Nicht mehr ostwärts entlang der Seidenstraße, sondern Schritt für Schritt zurück. Und doch fühlt es sich nicht wie ein Rückzug an – eher wie ein bewusstes Heimkehren.
Die erste Etappe führt mich von Rize nach Sinop.

Noch einmal begleitet mich die Schwarzmeerküste mit ihrem rauen, ehrlichen Charakter. Das Meer, die Kurven, die Weite – vieles wirkt vertraut, fast wie ein stiller Abschiedsgruß. Im Otel Bossinop finde ich Ruhe.

Weiter geht es nach Sakarya. Der Verkehr wird dichter, die Landschaft geordneter, der Rhythmus schneller. Im Del Lago Hotel spüre ich bereits den Übergang – weg von der Weite des Ostens, hin zur Struktur Europas.




Am nächsten Tag

erreiche ich Alexandroupolis. An der Grenze wird es mühsam, über 2 Stunden dauert es auf der griechischen Seite. Alle Türk*innen müssen ihre Fingerabdrücke hinterlegen. Mit dem Grenzübertritt verändert sich etwas, die Farben, die Gerüche, vielleicht auch meine Wahrnehmung.

Im Ramada Plaza blicke ich auf das Meer und lasse die vergangenen Wochen in mir nachklingen.
Von hier fahre ich weiter mit dem Motorrad quer durch Griechenland bis nach Igoumenitsa. Eine lange, intensive Etappe – nochmals Straße, nochmals Bewegung, nochmals dieses Unterwegssein, das mich so lange getragen hat. Der Weg führt mich dabei durch das Pindos-Gebirge, das wilde Rückgrat Griechenlands.


Wälder, Schluchten und weite Höhen begleiten mich. Es ist, als würde ich ein letztes Mal durch eine stille, ursprüngliche Landschaft getragen, bevor sich das Land langsam zum Meer hin öffnet.
Erst dort beginnt der ruhigere Teil der Rückreise: die Fähre nach Ancona. Ich bin fast allein; das Einschiffen dauert nur wenige Minuten. Über Nacht auf dem Meer, losgelöst von allem. Kein Lenken mehr, kein Planen, nur das sanfte Schaukeln zwischen zwei Welten.

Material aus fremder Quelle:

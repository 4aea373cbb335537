//! Prompt assembly for a single step.
//!
//! A step's user prompt is built from four pieces in fixed order: the intro
//! fragment, the incoming-payload block, the dependency block, and the ending
//! fragment. Empty pieces are skipped and the rest are joined by a blank line.

use indexmap::IndexMap;
use serde_json::Value;

use crate::{IncomingSelector, StepName};

/// Renders a value for injection into a prompt.
///
/// Objects and arrays become pretty-printed JSON (two-space indent), strings
/// are inserted verbatim, `null` renders as nothing, and other scalars use
/// their JSON text.
pub fn render_block(value: &Value) -> String {
    match value {
        Value::Null => String::new(),
        Value::String(text) => text.clone(),
        Value::Object(_) | Value::Array(_) => {
            serde_json::to_string_pretty(value).unwrap_or_else(|_| value.to_string())
        }
        Value::Bool(_) | Value::Number(_) => value.to_string(),
    }
}

/// Walks `path` through nested objects. Arrays are not indexed.
pub fn select_by_path<'a>(payload: &'a Value, path: &[String]) -> Option<&'a Value> {
    path.iter()
        .try_fold(payload, |current, segment| current.as_object()?.get(segment))
}

/// Renders the part of `payload` selected by `selector`.
pub fn incoming_block(selector: &IncomingSelector, payload: &Value) -> String {
    match selector {
        IncomingSelector::Whole => render_block(payload),
        IncomingSelector::Nothing => String::new(),
        IncomingSelector::Path(path) => select_by_path(payload, path)
            .map(render_block)
            .unwrap_or_default(),
    }
}

/// Renders the outputs of `dependencies` that exist in `outputs`, in listed order.
///
/// Names with no recorded output (not yet run, or never configured) are skipped.
pub fn dependency_block(dependencies: &[StepName], outputs: &IndexMap<StepName, Value>) -> String {
    dependencies
        .iter()
        .filter_map(|name| outputs.get(name.as_str()))
        .map(render_block)
        .collect::<Vec<_>>()
        .join("\n")
        .trim()
        .to_owned()
}

/// Joins the four prompt pieces, skipping whitespace-only ones.
///
/// The intro and ending are trimmed; the incoming block is kept as rendered.
pub fn assemble_prompt(intro: &str, incoming: &str, dependencies: &str, ending: &str) -> String {
    let pieces = [intro.trim(), incoming, dependencies.trim(), ending.trim()];
    pieces
        .into_iter()
        .filter(|piece| !piece.trim().is_empty())
        .collect::<Vec<_>>()
        .join("\n\n")
        .trim()
        .to_owned()
}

In Ancona angekommen, fühlt sich alles plötzlich nah an. Europa, Ordnung, Vertrautheit. Eine letzte Übernachtung im Hotel Europa, ein letzter Abend unterwegs.
Die finale Etappe führt mich zurück nach St. Gallen. Die vertrauten Landschaften empfangen mich still. Und ich merke: Ich bin zurückgekehrt, aber nicht derselbe geblieben.
Diese Rückreise ist mehr als ein Heimweg. Sie ist ein Übergang. Ein langsames Ankommen, mit einem Blick, der weiter geworden ist.